● **TASK DESCRIPTION**
The answer should be each line of the records that contains the word "filters"; please copy them all.

Records from a collection
┄┄┄┄┄┄┄┄┄┄
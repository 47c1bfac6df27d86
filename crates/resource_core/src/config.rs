//! Store configuration.
//!
//! # Responsibility
//! - Describe where the database lives and how the connection pool behaves.
//! - Read overrides from the process environment.
//!
//! # Invariants
//! - `max_connections >= 1`.
//! - An in-memory store is served by exactly one connection.
//! - Secrets never appear here; SQLite needs none.

use crate::db::{DbError, DbResult};
use std::path::PathBuf;
use std::time::Duration;

pub const ENV_DB_PATH: &str = "RESOURCE_DB_PATH";
pub const ENV_DB_POOL_SIZE: &str = "RESOURCE_DB_POOL_SIZE";
pub const ENV_DB_ACQUIRE_TIMEOUT_MS: &str = "RESOURCE_DB_ACQUIRE_TIMEOUT_MS";

const DEFAULT_MAX_CONNECTIONS: usize = 20;
const DEFAULT_ACQUIRE_TIMEOUT: Duration = Duration::from_secs(2);
pub(crate) const DEFAULT_BUSY_TIMEOUT: Duration = Duration::from_secs(5);

/// Connection pool and database location settings.
#[derive(Debug, Clone, PartialEq, Eq)]
pub struct StoreConfig {
    /// Database file; `None` means a pool-private in-memory database.
    pub path: Option<PathBuf>,
    /// Upper bound on simultaneously open connections. Ignored (treated as 1)
    /// for in-memory databases.
    pub max_connections: usize,
    /// How long `ConnectionPool::get` waits for a free connection.
    pub acquire_timeout: Duration,
    /// SQLite busy handler timeout for lock contention between connections.
    pub busy_timeout: Duration,
}

impl Default for StoreConfig {
    fn default() -> Self {
        Self {
            path: None,
            max_connections: DEFAULT_MAX_CONNECTIONS,
            acquire_timeout: DEFAULT_ACQUIRE_TIMEOUT,
            busy_timeout: DEFAULT_BUSY_TIMEOUT,
        }
    }
}

impl StoreConfig {
    /// In-memory configuration with defaults.
    pub fn in_memory() -> Self {
        Self::default()
    }

    /// File-backed configuration with defaults.
    pub fn file(path: impl Into<PathBuf>) -> Self {
        Self {
            path: Some(path.into()),
            ..Self::default()
        }
    }

    pub fn max_connections(mut self, max_connections: usize) -> Self {
        self.max_connections = max_connections;
        self
    }

    pub fn acquire_timeout(mut self, timeout: Duration) -> Self {
        self.acquire_timeout = timeout;
        self
    }

    pub fn busy_timeout(mut self, timeout: Duration) -> Self {
        self.busy_timeout = timeout;
        self
    }

    /// Defaults overridden by `RESOURCE_DB_*` environment variables.
    ///
    /// # Errors
    /// - Returns `DbError::InvalidConfig` when a numeric variable does not parse.
    pub fn from_env() -> DbResult<Self> {
        Self::from_lookup(|key| std::env::var(key).ok())
    }

    /// Same as [`Self::from_env`] with an injectable variable source.
    pub fn from_lookup<F>(lookup: F) -> DbResult<Self>
    where
        F: Fn(&str) -> Option<String>,
    {
        let mut config = Self::default();

        if let Some(path) = lookup(ENV_DB_PATH).filter(|value| !value.trim().is_empty()) {
            config.path = Some(PathBuf::from(path.trim()));
        }
        if let Some(raw) = lookup(ENV_DB_POOL_SIZE) {
            config.max_connections = parse_number(ENV_DB_POOL_SIZE, &raw)?;
        }
        if let Some(raw) = lookup(ENV_DB_ACQUIRE_TIMEOUT_MS) {
            config.acquire_timeout =
                Duration::from_millis(parse_number(ENV_DB_ACQUIRE_TIMEOUT_MS, &raw)?);
        }

        config.validate()?;
        Ok(config)
    }

    pub fn validate(&self) -> DbResult<()> {
        if self.max_connections == 0 {
            return Err(DbError::InvalidConfig(
                "max_connections must be at least 1".to_string(),
            ));
        }
        Ok(())
    }
}

fn parse_number<T: std::str::FromStr>(key: &str, raw: &str) -> DbResult<T> {
    raw.trim().parse::<T>().map_err(|_| {
        DbError::InvalidConfig(format!(
            "{key} must be a non-negative integer, got `{raw}`"
        ))
    })
}

#[cfg(test)]
mod tests {
    use super::{StoreConfig, ENV_DB_ACQUIRE_TIMEOUT_MS, ENV_DB_PATH, ENV_DB_POOL_SIZE};
    use crate::db::DbError;
    use std::collections::HashMap;
    use std::path::PathBuf;
    use std::time::Duration;

    fn lookup_from(pairs: &[(&str, &str)]) -> impl Fn(&str) -> Option<String> {
        let map: HashMap<String, String> = pairs
            .iter()
            .map(|(key, value)| (key.to_string(), value.to_string()))
            .collect();
        move |key| map.get(key).cloned()
    }

    #[test]
    fn empty_environment_yields_defaults() {
        let config = StoreConfig::from_lookup(lookup_from(&[])).unwrap();
        assert_eq!(config, StoreConfig::default());
        assert!(config.path.is_none());
    }

    #[test]
    fn environment_overrides_are_applied() {
        let config = StoreConfig::from_lookup(lookup_from(&[
            (ENV_DB_PATH, "/var/lib/site/site.db"),
            (ENV_DB_POOL_SIZE, "4"),
            (ENV_DB_ACQUIRE_TIMEOUT_MS, "250"),
        ]))
        .unwrap();

        assert_eq!(config.path, Some(PathBuf::from("/var/lib/site/site.db")));
        assert_eq!(config.max_connections, 4);
        assert_eq!(config.acquire_timeout, Duration::from_millis(250));
    }

    #[test]
    fn invalid_numbers_and_zero_pool_are_rejected() {
        let err =
            StoreConfig::from_lookup(lookup_from(&[(ENV_DB_POOL_SIZE, "many")])).unwrap_err();
        assert!(
            matches!(err, DbError::InvalidConfig(ref message) if message.contains(ENV_DB_POOL_SIZE))
        );

        let err =
            StoreConfig::from_lookup(lookup_from(&[(ENV_DB_POOL_SIZE, "0")])).unwrap_err();
        assert!(matches!(err, DbError::InvalidConfig(_)));
    }
}
//! Admin-facing resource use cases.
//!
//! # Responsibility
//! - Provide list/get/create/update/delete entry points over any repository.
//! - Turn "no such row" into `RepoError::NotFound` for callers that want one
//!   `Result` per request.
//!
//! # Invariants
//! - Service APIs never bypass repository validation.
//! - The service layer stays storage-agnostic.

use crate::db::Store;
use crate::model::record::{FilterMap, GenericRecord, Payload};
use crate::model::value::Value;
use crate::query::page::{PageRequest, SortRequest};
use crate::repo::{RepoError, RepoResult, Resource, ResourceRepository};
use serde::Serialize;

/// One page of records plus the total matching the same filters.
#[derive(Debug, Clone, PartialEq, Serialize)]
pub struct ResourcePage {
    pub records: Vec<GenericRecord>,
    pub total: u64,
}

/// Use-case wrapper for one table's repository.
pub struct ResourceService<S: Store> {
    repo: Resource<S>,
}

impl<S: Store> ResourceService<S> {
    pub fn new(repo: Resource<S>) -> Self {
        Self { repo }
    }

    /// Lists one page and counts all rows matching `filters`.
    ///
    /// Issues two statements; the total is not a snapshot of the page.
    pub fn list(
        &self,
        filters: &FilterMap,
        sort: &SortRequest,
        page: &PageRequest,
    ) -> RepoResult<ResourcePage> {
        let records = self.repo.find(filters, sort, page)?;
        let total = self.repo.count(filters)?;
        Ok(ResourcePage { records, total })
    }

    /// Loads one record or fails with `NotFound`.
    pub fn get(&self, id: &Value) -> RepoResult<GenericRecord> {
        self.repo
            .find_one(id)?
            .ok_or_else(|| RepoError::not_found(self.repo.descriptor(), id))
    }

    pub fn create(&self, payload: &Payload) -> RepoResult<GenericRecord> {
        self.repo.create(payload)
    }

    /// Updates one record or fails with `NotFound`.
    pub fn update_required(&self, id: &Value, payload: &Payload) -> RepoResult<GenericRecord> {
        self.repo
            .update(id, payload)?
            .ok_or_else(|| RepoError::not_found(self.repo.descriptor(), id))
    }

    /// Deletes one record or fails with `NotFound`.
    pub fn delete_required(&self, id: &Value) -> RepoResult<Value> {
        self.repo
            .delete(id)?
            .ok_or_else(|| RepoError::not_found(self.repo.descriptor(), id))
    }
}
┄┄┄┄┄┄┄┄┄┄
● **OUTPUT FOR THIS EXERCISE**
/// One page of records plus the total matching the same filters.
    /// Lists one page and counts all rows matching `filters`.
        filters: &FilterMap,
        let records = self.repo.find(filters, sort, page)?;
        let total = self.repo.count(filters)?;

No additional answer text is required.